Fourth, it has been noted that for within family tests of association, dropped genotypes or genotyping errors for risk alleles with population frequency of less than 0.5 may give rise to false negative findings [49]. Although we were careful to rule out genotyping errors by identifying and re-genotyping ambiguous genotype calls, we did have a high level of dropping genotypes. Both proband and parental genotypes were however in Hardy-Weinberg Equilibrium suggesting that no major genotype biases were affecting this sample. We have attempted to deal with some limitations of within family tests of association by looking for case-control differences for the frequencies of the 2-repeat alleles. Using frequency in Han Chinese controls as 20% from data published by Leung and colleagues [45] and comparing this to the allele frequency of the 2-repeat of our probands (23.8%), there is no significant difference.

One final explanation may be due to hypothesized reciprocity between ADHD associations with the dopamine transporter and DRD4. As hypothesised by Swanson and colleagues [46] the risk allele for ADHD in the dopamine transporter may represent a hyper-efficient variant, whereas the risk alleles for the dopamine D4 receptor may represent a sub-sensitive variant, both leading to a hypo-dopaminergic system. Although additive or epistatic interactions between these two genes are likely, it might also be that they act independently of each other, describing two distinct causes of ADHD. It is therefore possible that samples that have been found to be associated with the DAT1 10-repeat risk allele, may not also be associated to the dopamine receptor D4 risk allele, due to over-representation of one allele or the other in particular populations.
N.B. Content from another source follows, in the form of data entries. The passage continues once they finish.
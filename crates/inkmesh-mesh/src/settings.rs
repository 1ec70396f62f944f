//! Export settings.

use serde::{Deserialize, Serialize};

use crate::{MeshError, Result};

/// How thick the extruded solid is at each ring point.
#[derive(Debug, Clone, Copy, PartialEq, Serialize, Deserialize)]
#[serde(rename_all = "snake_case")]
pub enum Thickness {
    /// Same thickness everywhere.
    Uniform(f64),
    /// Thickest at the ring centroid, falling off linearly to `min` at the
    /// ring point farthest from it.
    Tapered {
        /// Thickness at the farthest point.
        min: f64,
        /// Thickness at the centroid.
        max: f64,
    },
}

impl Default for Thickness {
    fn default() -> Self {
        Thickness::Uniform(15.0)
    }
}

impl Thickness {
    /// Thickness at `distance` from the centroid, where `farthest` is the
    /// largest such distance on the ring.
    pub fn at(&self, distance: f64, farthest: f64) -> f64 {
        match *self {
            Thickness::Uniform(h) => h,
            Thickness::Tapered { min, max } => {
                let t = if farthest > 0.0 {
                    1.0 - distance / farthest
                } else {
                    1.0
                };
                min + (max - min) * t
            }
        }
    }

    fn validate(&self) -> Result<()> {
        let ok = |h: f64| h.is_finite() && h > 0.0;
        match *self {
            Thickness::Uniform(h) if ok(h) => Ok(()),
            Thickness::Tapered { min, max } if ok(min) && ok(max) && min <= max => Ok(()),
            other => Err(MeshError::InvalidSettings(format!(
                "thickness must be positive (and min <= max): {other:?}"
            ))),
        }
    }
}

/// Fixed PBR material attached to the exported mesh.
#[derive(Debug, Clone, Copy, PartialEq, Serialize, Deserialize)]
#[serde(default)]
pub struct Material {
    /// Linear RGB base color.
    pub color: [f32; 3],
    /// Metallic factor in [0, 1].
    pub metallic: f32,
    /// Roughness factor in [0, 1].
    pub roughness: f32,
    /// Render back faces too.
    pub double_sided: bool,
}

impl Default for Material {
    fn default() -> Self {
        Self {
            // #cccccc in linear space
            color: [0.6038, 0.6038, 0.6038],
            metallic: 0.2,
            roughness: 0.5,
            double_sided: true,
        }
    }
}

/// Parameters for turning an outline into an exported solid.
#[derive(Debug, Clone, PartialEq, Serialize, Deserialize)]
#[serde(default)]
pub struct ExportSettings {
    /// Reject outlines with branch nodes instead of walking a truncated ring.
    pub strict_outline: bool,
    /// Run the decimator before export.
    pub decimate: bool,
    /// Fraction of triangles to keep when decimating, in (0, 1].
    pub decimate_ratio: f32,
    /// Uniform factor applied to positions last.
    pub scale: f32,
    /// Solid thickness.
    pub thickness: Thickness,
    /// Material of the single mesh.
    pub material: Material,
}

impl Default for ExportSettings {
    fn default() -> Self {
        Self {
            strict_outline: true,
            decimate: false,
            decimate_ratio: 0.5,
            scale: 1.0,
            thickness: Thickness::default(),
            material: Material::default(),
        }
    }
}

impl ExportSettings {
    /// Validate settings.
    pub fn validate(&self) -> Result<()> {
        self.thickness.validate()?;
        if !(self.decimate_ratio > 0.0 && self.decimate_ratio <= 1.0) {
            return Err(MeshError::InvalidSettings(format!(
                "decimate_ratio must be in (0, 1]: {}",
                self.decimate_ratio
            )));
        }
        if !(self.scale.is_finite() && self.scale > 0.0) {
            return Err(MeshError::InvalidSettings(format!(
                "scale must be positive: {}",
                self.scale
            )));
        }
        let unit = |v: f32| (0.0..=1.0).contains(&v);
        if !self.material.color.iter().all(|&c| unit(c))
            || !unit(self.material.metallic)
            || !unit(self.material.roughness)
        {
            return Err(MeshError::InvalidSettings(
                "material factors must be in [0, 1]".into(),
            ));
        }
        Ok(())
    }
}
#![warn(missing_docs)]

//! Outline extrusion for the inkmesh engine.
//!
//! Picks the largest closed shape of a drawing, orders its nodes into a
//! ring, ear-clips the ring into caps, extrudes it into a solid with side
//! walls, and writes the result as a single-mesh binary glTF container.
//!
//! ```text
//! strokes -> graph -> outline ring -> caps -> solid -> normals
//!         -> [decimate] -> scale -> .glb bytes
//! ```
//!
//! Nothing is exported when any step fails; the error says whether the
//! drawing was unusable ([`MeshError::is_validation`]) or the geometry broke
//! down ([`MeshError::is_geometry`]).

mod decimate;
mod extrude;
mod glb;
mod normals;
mod outline;
mod pipeline;
mod settings;
mod triangulate;

pub use decimate::{Decimator, EdgeCollapseDecimator};
pub use extrude::extrude_ring;
pub use glb::write_glb;
pub use normals::{compute_normals, recenter};
pub use outline::{select_outline, Outline};
pub use pipeline::{build_mesh, export_glb, export_glb_with};
pub use settings::{ExportSettings, Material, Thickness};
pub use triangulate::triangulate_ring;

use thiserror::Error;

/// Output triangle mesh for export.
#[derive(Debug, Clone, Default, PartialEq)]
pub struct TriangleMesh {
    /// Flat array of vertex positions: `[x0, y0, z0, x1, y1, z1, ...]`.
    pub vertices: Vec<f32>,
    /// Flat array of triangle indices: `[i0, i1, i2, ...]`.
    pub indices: Vec<u32>,
    /// Flat array of vertex normals, same layout as `vertices`. Empty until
    /// [`compute_normals`] runs.
    pub normals: Vec<f32>,
}

impl TriangleMesh {
    /// Create an empty mesh.
    pub fn new() -> Self {
        Self::default()
    }

    /// Number of triangles.
    pub fn num_triangles(&self) -> usize {
        self.indices.len() / 3
    }

    /// Number of vertices.
    pub fn num_vertices(&self) -> usize {
        self.vertices.len() / 3
    }

    /// Position of vertex `i`.
    pub fn vertex(&self, i: usize) -> [f32; 3] {
        [
            self.vertices[i * 3],
            self.vertices[i * 3 + 1],
            self.vertices[i * 3 + 2],
        ]
    }

    /// Per-axis minimum and maximum of the positions, `None` when empty.
    pub fn bounds(&self) -> Option<([f32; 3], [f32; 3])> {
        let mut chunks = self.vertices.chunks_exact(3);
        let first = chunks.next()?;
        let mut min = [first[0], first[1], first[2]];
        let mut max = min;
        for v in chunks {
            for axis in 0..3 {
                min[axis] = min[axis].min(v[axis]);
                max[axis] = max[axis].max(v[axis]);
            }
        }
        Some((min, max))
    }

    /// Multiply every position by `factor`.
    pub fn scale(&mut self, factor: f32) {
        for v in &mut self.vertices {
            *v *= factor;
        }
    }
}

/// Errors from outline extrusion and export.
#[derive(Debug, Clone, PartialEq, Error)]
pub enum MeshError {
    /// The drawing has no strokes.
    #[error("drawing is empty")]
    EmptyDrawing,

    /// After merging, the graph has too few nodes to hold an outline.
    #[error("graph has {0} node(s), at least 2 are required")]
    TooFewNodes(usize),

    /// No shape has every node on at least two edges.
    #[error("no valid closed shape found")]
    NoClosedShape,

    /// The outline ring is shorter than a triangle.
    #[error("outline has {0} point(s), at least 3 are required")]
    TooFewRingPoints(usize),

    /// The outline is not a simple cycle.
    #[error("outline node {node} has {degree} neighbors, expected 2")]
    BranchingOutline {
        /// Offending graph node.
        node: usize,
        /// Its degree.
        degree: usize,
    },

    /// Export settings out of range.
    #[error("invalid export settings: {0}")]
    InvalidSettings(String),

    /// The ring encloses no area.
    #[error("outline ring encloses no area")]
    DegenerateRing,

    /// Ear clipping produced no triangles.
    #[error("triangulation failed")]
    TriangulationFailed,

    /// The binary container could not be written.
    #[error("glb encoding failed: {0}")]
    Encoding(String),
}

impl MeshError {
    /// The drawing or settings cannot produce a solid at all.
    pub fn is_validation(&self) -> bool {
        matches!(
            self,
            MeshError::EmptyDrawing
                | MeshError::TooFewNodes(_)
                | MeshError::NoClosedShape
                | MeshError::TooFewRingPoints(_)
                | MeshError::BranchingOutline { .. }
                | MeshError::InvalidSettings(_)
        )
    }

    /// An outline was found but its geometry could not be meshed.
    pub fn is_geometry(&self) -> bool {
        matches!(self, MeshError::DegenerateRing | MeshError::TriangulationFailed)
    }
}

/// Result type for outline extrusion.
pub type Result<T> = std::result::Result<T, MeshError>;


#[cfg(test)]
mod tests {
    use super::*;

    #[test]
    fn test_mesh_bounds_and_scale() {
        let mut mesh = TriangleMesh {
            vertices: vec![0.0, -1.0, 2.0, 3.0, 4.0, -5.0],
            indices: vec![],
            normals: vec![],
        };
        assert_eq!(mesh.bounds(), Some(([0.0, -1.0, -5.0], [3.0, 4.0, 2.0])));
        mesh.scale(2.0);
        assert_eq!(mesh.vertex(1), [6.0, 8.0, -10.0]);
        assert!(TriangleMesh::new().bounds().is_none());
    }

    #[test]
    fn test_error_kinds() {
        assert!(MeshError::EmptyDrawing.is_validation());
        assert!(MeshError::BranchingOutline { node: 3, degree: 3 }.is_validation());
        assert!(MeshError::TriangulationFailed.is_geometry());
        assert!(!MeshError::TriangulationFailed.is_validation());
        let enc = MeshError::Encoding("io".into());
        assert!(!enc.is_validation() && !enc.is_geometry());
    }
}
For example our UK sample that has also been found to be associated with DAT1 risk variants [47] (Brookes et al, in review), was not found to be associated with the VNTR polymorphism in the dopamine receptor D4 [15]. We investigated this possibility by re-analysing the DRD4 findings separately for individuals homozygous for the dopamine transporter risk allele and those with less than two risk alleles however there was no suggestion of association in these two sub-groups (data not shown).

Conclusions

These results taken together with other reports of Taiwanese and Asian samples find no consistency in the association between genetic variants of DRD4 and ADHD. Further work in Taiwanese and other Asian populations will therefore be required to establish whether the reports of association of DRD4 genetic variants in Caucasian samples can be generalised to Asian populations.